Ex-IRA prisoner to sue Boston College over tape
Jean McConville
A former IRA prisoner is to sue Boston College after it handed over parts of interviews he recorded to police investigating the murder of Jean McConville.
Richard O'Rawe was one of over 40 paramilitaries who gave testimony on their role in the Troubles to an oral history project for Boston College.
The interviews were given on the basis that their contents would not be revealed until after their death, but after a protracted transatlantic legal battle, the PSNI secured access to a number of interviews.
In the wake of the handover of the tapes, police have arrested a number of republicans in relation to the McConville murder – including Sinn Fein leader Gerry Adams. He denies involvement.
The PSNI was supposed to be handed only those recordings where the 1972 abduction and murder of west Belfast mother-of-10 Mrs McConville was discussed. However, solicitor Kevin Winters said the university had handed over a recording of Mr O'Rawe which did not discuss Mrs McConville.
Mr O'Rawe was active in Ballymurphy in 1972. Mrs McCon-ville was abducted from her home in Divis flats, at the other end of the Falls Road, by a separate IRA unit.
Accused of being an informer, she was taken away, interrogated, shot dead and buried in secret.
Mr O'Rawe still lives in west Belfast, where graffiti has appeared in nine separate locations across the city branding those who gave interviews to Boston College "touts".
This is causing Mr O'Rawe "distress, stress, and serious inconvenience resulting from intimidation and reputational damage", Mr Winters said.
The action will be taken in the High Court in Belfast.
The case could open the way for other republicans and loyalists who gave interviews to Boston College to sue.
Mr O'Rawe told of his career in the Provos to Boston College researchers on strict conditions contained in a "donor contract" with the college.
It stated that "access to the tapes and transcripts shall be restricted until after my death except in those cases where I have provided prior written approval". However, the contract didn't specify that the secrecy of the archive was limited under American law.

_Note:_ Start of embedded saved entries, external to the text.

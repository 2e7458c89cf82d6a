//! Response header policies.
//!
//! A deployment uses exactly one [`HeaderPolicy`]. The hardened policy sets
//! browser security headers; the CORS policy allows one origin and answers
//! `OPTIONS` preflights directly.

use std::rc::Rc;
use std::task::{Context, Poll};

use actix_web::body::EitherBody;
use actix_web::dev::{Service, ServiceRequest, ServiceResponse, Transform};
use actix_web::http::Method;
use actix_web::http::header::{
    ACCESS_CONTROL_ALLOW_CREDENTIALS, ACCESS_CONTROL_ALLOW_HEADERS, ACCESS_CONTROL_ALLOW_METHODS,
    ACCESS_CONTROL_ALLOW_ORIGIN, CONTENT_SECURITY_POLICY, HeaderMap, HeaderName, HeaderValue,
    REFERRER_POLICY, X_CONTENT_TYPE_OPTIONS, X_FRAME_OPTIONS, X_XSS_PROTECTION,
};
use actix_web::{Error, HttpResponse};
use futures_util::future::{LocalBoxFuture, Ready, ready};

const CONTENT_SECURITY_POLICY_VALUE: &str =
    "default-src 'self'; style-src 'self' fonts.googleapis.com; font-src fonts.gstatic.com";
const CORS_ALLOWED_METHODS: &str = "GET, POST, PATCH, OPTIONS";
const CORS_ALLOWED_HEADERS: &str = "Content-Type, Authorization, X-Trace-ID";

/// Header set applied to every response.
#[derive(Debug, Clone, PartialEq, Eq)]
pub enum HeaderPolicy {
    /// Browser hardening headers.
    Hardened,
    /// Cross-origin access for a single origin.
    Cors { origin: HeaderValue },
}

impl HeaderPolicy {
    /// CORS policy for `origin`.
    ///
    /// # Errors
    ///
    /// Returns [`InvalidOrigin`] when `origin` cannot be sent as a header value.
    pub fn cors(origin: &str) -> Result<Self, InvalidOrigin> {
        let origin = HeaderValue::from_str(origin).map_err(|_| InvalidOrigin {
            origin: origin.to_owned(),
        })?;
        Ok(Self::Cors { origin })
    }

    fn headers(&self) -> Vec<(HeaderName, HeaderValue)> {
        match self {
            Self::Hardened => vec![
                (
                    CONTENT_SECURITY_POLICY,
                    HeaderValue::from_static(CONTENT_SECURITY_POLICY_VALUE),
                ),
                (
                    REFERRER_POLICY,
                    HeaderValue::from_static("origin-when-cross-origin"),
                ),
                (X_CONTENT_TYPE_OPTIONS, HeaderValue::from_static("nosniff")),
                (X_FRAME_OPTIONS, HeaderValue::from_static("deny")),
                (X_XSS_PROTECTION, HeaderValue::from_static("0")),
            ],
            Self::Cors { origin } => vec![
                (ACCESS_CONTROL_ALLOW_ORIGIN, origin.clone()),
                (
                    ACCESS_CONTROL_ALLOW_METHODS,
                    HeaderValue::from_static(CORS_ALLOWED_METHODS),
                ),
                (
                    ACCESS_CONTROL_ALLOW_HEADERS,
                    HeaderValue::from_static(CORS_ALLOWED_HEADERS),
                ),
                (
                    ACCESS_CONTROL_ALLOW_CREDENTIALS,
                    HeaderValue::from_static("true"),
                ),
            ],
        }
    }

    fn answers_preflight(&self) -> bool {
        matches!(self, Self::Cors { .. })
    }
}

/// Security header middleware factory.
///
/// # Examples
/// ```
/// use actix_web::App;
/// use movies::middleware::SecureHeaders;
///
/// let cors = SecureHeaders::cors("https://movies.example").expect("valid origin");
/// let _app = App::new().wrap(cors);
/// ```
#[derive(Debug, Clone)]
pub struct SecureHeaders {
    policy: Rc<HeaderPolicy>,
}

/// Raised when a CORS origin cannot be sent as a header value.
#[derive(Debug, Clone, PartialEq, Eq, thiserror::Error)]
#[error("invalid CORS origin: {origin}")]
pub struct InvalidOrigin {
    origin: String,
}

impl SecureHeaders {
    pub fn new(policy: HeaderPolicy) -> Self {
        Self {
            policy: Rc::new(policy),
        }
    }

    /// Hardened browser headers.
    pub fn hardened() -> Self {
        Self::new(HeaderPolicy::Hardened)
    }

    /// CORS headers for `origin`.
    pub fn cors(origin: &str) -> Result<Self, InvalidOrigin> {
        HeaderPolicy::cors(origin).map(Self::new)
    }
}

fn apply(policy: &HeaderPolicy, headers: &mut HeaderMap) {
    for (name, value) in policy.headers() {
        headers.insert(name, value);
    }
}

impl<S, B> Transform<S, ServiceRequest> for SecureHeaders
where
    S: Service<ServiceRequest, Response = ServiceResponse<B>, Error = Error> + 'static,
    S::Future: 'static,
    B: 'static,
{
    type Response = ServiceResponse<EitherBody<B>>;
    type Error = Error;
    type InitError = ();
    type Transform = SecureHeadersMiddleware<S>;
    type Future = Ready<Result<Self::Transform, Self::InitError>>;

    fn new_transform(&self, service: S) -> Self::Future {
        ready(Ok(SecureHeadersMiddleware {
            service,
            policy: Rc::clone(&self.policy),
        }))
    }
}

/// Service wrapper produced by [`SecureHeaders`].
pub struct SecureHeadersMiddleware<S> {
    service: S,
    policy: Rc<HeaderPolicy>,
}

impl<S, B> Service<ServiceRequest> for SecureHeadersMiddleware<S>
where
    S: Service<ServiceRequest, Response = ServiceResponse<B>, Error = Error> + 'static,
    S::Future: 'static,
    B: 'static,
{
    type Response = ServiceResponse<EitherBody<B>>;
    type Error = Error;
    type Future = LocalBoxFuture<'static, Result<Self::Response, Self::Error>>;

    fn poll_ready(&self, cx: &mut Context<'_>) -> Poll<Result<(), Self::Error>> {
        self.service.poll_ready(cx)
    }

    fn call(&self, req: ServiceRequest) -> Self::Future {
        let policy = Rc::clone(&self.policy);

        if policy.answers_preflight() && req.method() == Method::OPTIONS {
            let mut res = req
                .into_response(HttpResponse::Ok().finish())
                .map_into_right_body();
            apply(&policy, res.headers_mut());
            return Box::pin(ready(Ok(res)));
        }

        let fut = self.service.call(req);
        Box::pin(async move {
            let mut res = fut.await?;
            apply(&policy, res.headers_mut());
            Ok(res.map_into_left_body())
        })
    }
}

The college has argued that Ed Moloney, the journalist who directed the project for them, and Dr Anthony McIntyre, the former IRA prisoner who interviewed republicans, should have pointed out the problem.
However, Mr Moloney has a 2001 email from Robert O'Neill of Boston College's Burns Library, stating: "I am working on the wording of the contract to be signed by the interview[ee], and I'll run this by Tom [Hachey] and university counsel". Thomas Hachey was Executive Director of the Center for Irish Programs at Boston College.
Mr Winters argues that the Belfast Courts are appropriate because the contract was signed in Northern Ireland, the interview was given there and Mr O'Rawe allegedly suffered damage there.